The next researches on this subject were those of Schroeder and Dusch, in 1854 who studied the question whether filtration of air would prevent the fermentation of boiled fluids to which such filtered air might have access. The material used for filtration was cotton-wool; and they showed that air filtered through it was deprived of the agencies which produce fermentation. Then came Pasteur, who repeated the experiments of his predecessors and elaborated and confirmed them. He also found that it was not necessary to filter the air of its contained particles, but that if it were simply left undisturbed until these had settled by gravity, it might then be brought in contact with putrescible substances without causing any putrefaction.

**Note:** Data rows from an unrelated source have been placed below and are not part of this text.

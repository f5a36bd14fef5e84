//! Error types for the importer module

use crate::error::Error as CrateError;
use std::path::PathBuf;
use thiserror::Error;

/// Error type for import operations
#[derive(Debug, Error)]
pub enum ImportError {
    #[error("Failed to read {path}: {source}")]
    Read {
        path: PathBuf,
        #[source]
        source: std::io::Error,
    },

    /// The file is neither JSON nor JSON-Lines
    #[error("Unrecognized format in {path}: {message}")]
    Format { path: PathBuf, message: String },

    #[error("Data directory {0} does not exist")]
    MissingDirectory(PathBuf),

    #[error("Report error: {0}")]
    Report(#[from] std::io::Error),
}

impl From<ImportError> for CrateError {
    fn from(err: ImportError) -> Self {
        match err {
            ImportError::Read { source, .. } | ImportError::Report(source) => {
                CrateError::Io(source)
            }
            _ => CrateError::Import(err.to_string()),
        }
    }
}
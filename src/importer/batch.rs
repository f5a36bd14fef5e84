//! Batched submission of knowledge records to the RAG backend

use std::path::Path;
use std::time::{Duration, Instant};
use tracing::{error, info, instrument, warn};

use super::error::ImportError;
use super::loader::{discover_files, load_records_file};
use super::normalize::Normalizer;
use crate::config::DomainConfig;
use crate::http::{ClearOutcome, RagClient};
use crate::knowledge::{CharacterId, ImportBatch, KnowledgeRecord};

/// What a pre-import clear removes
#[derive(Debug, Clone, PartialEq, Eq)]
pub enum ClearScope {
    All,
    Characters(Vec<CharacterId>),
}

impl ClearScope {
    /// Everything when no domains were named, otherwise only the named ones
    pub fn for_selection(named: bool, domains: &[DomainConfig]) -> Self {
        if named {
            Self::Characters(domains.iter().map(|d| d.domain.character_id).collect())
        } else {
            Self::All
        }
    }
}

/// Totals for one sequence of batches
#[derive(Debug, Clone, Default, PartialEq, Eq)]
pub struct BatchOutcome {
    pub imported: usize,
    pub failed: usize,
    pub batches: usize,
    pub failed_batches: usize,
    /// Titles of records in accepted batches
    pub imported_titles: Vec<String>,
}

/// Result of importing one domain
#[derive(Debug, Clone)]
pub struct ImportResult {
    pub name: String,
    pub character_id: CharacterId,
    pub total_files: usize,
    pub total_records: usize,
    pub imported: usize,
    pub failed: usize,
    pub elapsed: Duration,
    pub imported_titles: Vec<String>,
}

impl ImportResult {
    /// Imported over total records, as a percentage
    pub fn success_rate(&self) -> f64 {
        if self.total_records == 0 {
            0.0
        } else {
            self.imported as f64 / self.total_records as f64 * 100.0
        }
    }
}

/// Imports records in sequential batches
#[derive(Debug, Clone)]
pub struct BatchImporter {
    client: RagClient,
}

impl BatchImporter {
    pub fn new(client: RagClient) -> Self {
        Self { client }
    }

    pub fn client(&self) -> &RagClient {
        &self.client
    }

    /// Clear backend knowledge for `scope`.
    ///
    /// Returns `Unsupported` if the backend lacks any of the needed endpoints.
    pub async fn clear(&self, scope: &ClearScope) -> crate::Result<ClearOutcome> {
        let ids = match scope {
            ClearScope::All => return self.client.clear().await,
            ClearScope::Characters(ids) => ids,
        };
        let mut outcome = ClearOutcome::Cleared;
        for id in ids {
            match self.client.clear_character(*id).await? {
                ClearOutcome::Cleared => info!("Cleared knowledge of character {}", id),
                ClearOutcome::Unsupported => {
                    warn!("Backend cannot clear character {}", id);
                    outcome = ClearOutcome::Unsupported;
                }
            }
        }
        Ok(outcome)
    }

    /// Post `records` in batches of `batch_size`, pausing `delay` between them.
    ///
    /// A failed batch is logged and counted; the remaining batches still run.
    pub async fn import_records(
        &self,
        character_id: CharacterId,
        records: &[KnowledgeRecord],
        batch_size: usize,
        delay: Duration,
    ) -> BatchOutcome {
        let mut outcome = BatchOutcome::default();
        let batch_count = records.len().div_ceil(batch_size.max(1));

        for (index, chunk) in records.chunks(batch_size.max(1)).enumerate() {
            if index > 0 && !delay.is_zero() {
                tokio::time::sleep(delay).await;
            }
            outcome.batches += 1;

            let batch = ImportBatch::new(character_id, chunk);
            match self.client.import_batch(&batch).await {
                Ok(response) if response.success => {
                    let count = response.imported_count.unwrap_or(chunk.len());
                    outcome.imported += count;
                    outcome
                        .imported_titles
                        .extend(chunk.iter().map(|r| r.title.clone()));
                    info!(
                        "Batch {}/{} imported {} records",
                        index + 1,
                        batch_count,
                        count
                    );
                }
                Ok(response) => {
                    outcome.failed += chunk.len();
                    outcome.failed_batches += 1;
                    error!(
                        "Batch {}/{} rejected: {}",
                        index + 1,
                        batch_count,
                        response.message.as_deref().unwrap_or("no message")
                    );
                }
                Err(e) => {
                    outcome.failed += chunk.len();
                    outcome.failed_batches += 1;
                    error!("Batch {}/{} failed: {}", index + 1, batch_count, e);
                }
            }
        }
        outcome
    }

    /// Discover, load, normalize and import the data of one domain
    #[instrument(skip_all, fields(domain = %domain.domain.slug))]
    pub async fn import_domain(
        &self,
        domain: &DomainConfig,
        data_dir: &Path,
    ) -> Result<ImportResult, ImportError> {
        let started = Instant::now();
        let profile = &domain.domain;
        let settings = &domain.import;

        let files = discover_files(data_dir, &settings.files).await?;
        if files.is_empty() {
            warn!("No data files in {}", data_dir.display());
        }

        let normalizer = Normalizer::new(profile, settings.schemas.clone());
        let mut records = Vec::new();
        for path in &files {
            match load_records_file(path).await {
                Ok(items) => {
                    let before = records.len();
                    records.extend(items.iter().filter_map(|item| normalizer.normalize(item)));
                    info!(
                        "Loaded {} records from {}",
                        records.len() - before,
                        path.display()
                    );
                }
                Err(e) => error!("Skipping {}: {}", path.display(), e),
            }
        }

        let outcome = self
            .import_records(
                profile.character_id,
                &records,
                settings.batch_size,
                Duration::from_millis(settings.batch_delay_ms),
            )
            .await;

        let result = ImportResult {
            name: profile.name.clone(),
            character_id: profile.character_id,
            total_files: files.len(),
            total_records: records.len(),
            imported: outcome.imported,
            failed: outcome.failed,
            elapsed: started.elapsed(),
            imported_titles: outcome.imported_titles,
        };
        info!(
            "Imported {}/{} records for {} ({:.1}%)",
            result.imported,
            result.total_records,
            result.name,
            result.success_rate()
        );
        Ok(result)
    }
}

In 1870, in a lecture upon haze and dust, Tyndall demonstrated beautifully and in public the presence of countless particles in the air, as well as that these were the agencies operating to produce undesirable changes in organic substances. Both Pasteur and Tyndall, as well as others, showed, as did also Lister, that heat as well as filtration was sufficient to render these particles innocuous. As the result of these and numerous other experiments, by various observers, which there is no time here to recount, it was gradually and irrefutably established that the gases of the air, per se, are powerless to cause fermentation or putrefaction in boiled fluids or tissues, or in material germ-free when exposed. It was sufficient, in order to so purify the air, to either previously heat it or filter it through cotton-wool or through fluids inimical to germ-life, while the boiling of organic material or its subjection to the boiling heat of water was sufficient to destroy all germ-activity in it at the time, or, as we say now, to sterilize it.
In this way, and even before any minute and systematic study of bacteria,—i.e., before the inauguration of bacteriology as a separate department of scientific study,—it was practically established that the agencies which produce putrefactive changes or fermentation were minute particles which were ever present in almost every substance, and that by heat or something corresponding to filtration it was possible to remove them or destroy their activity.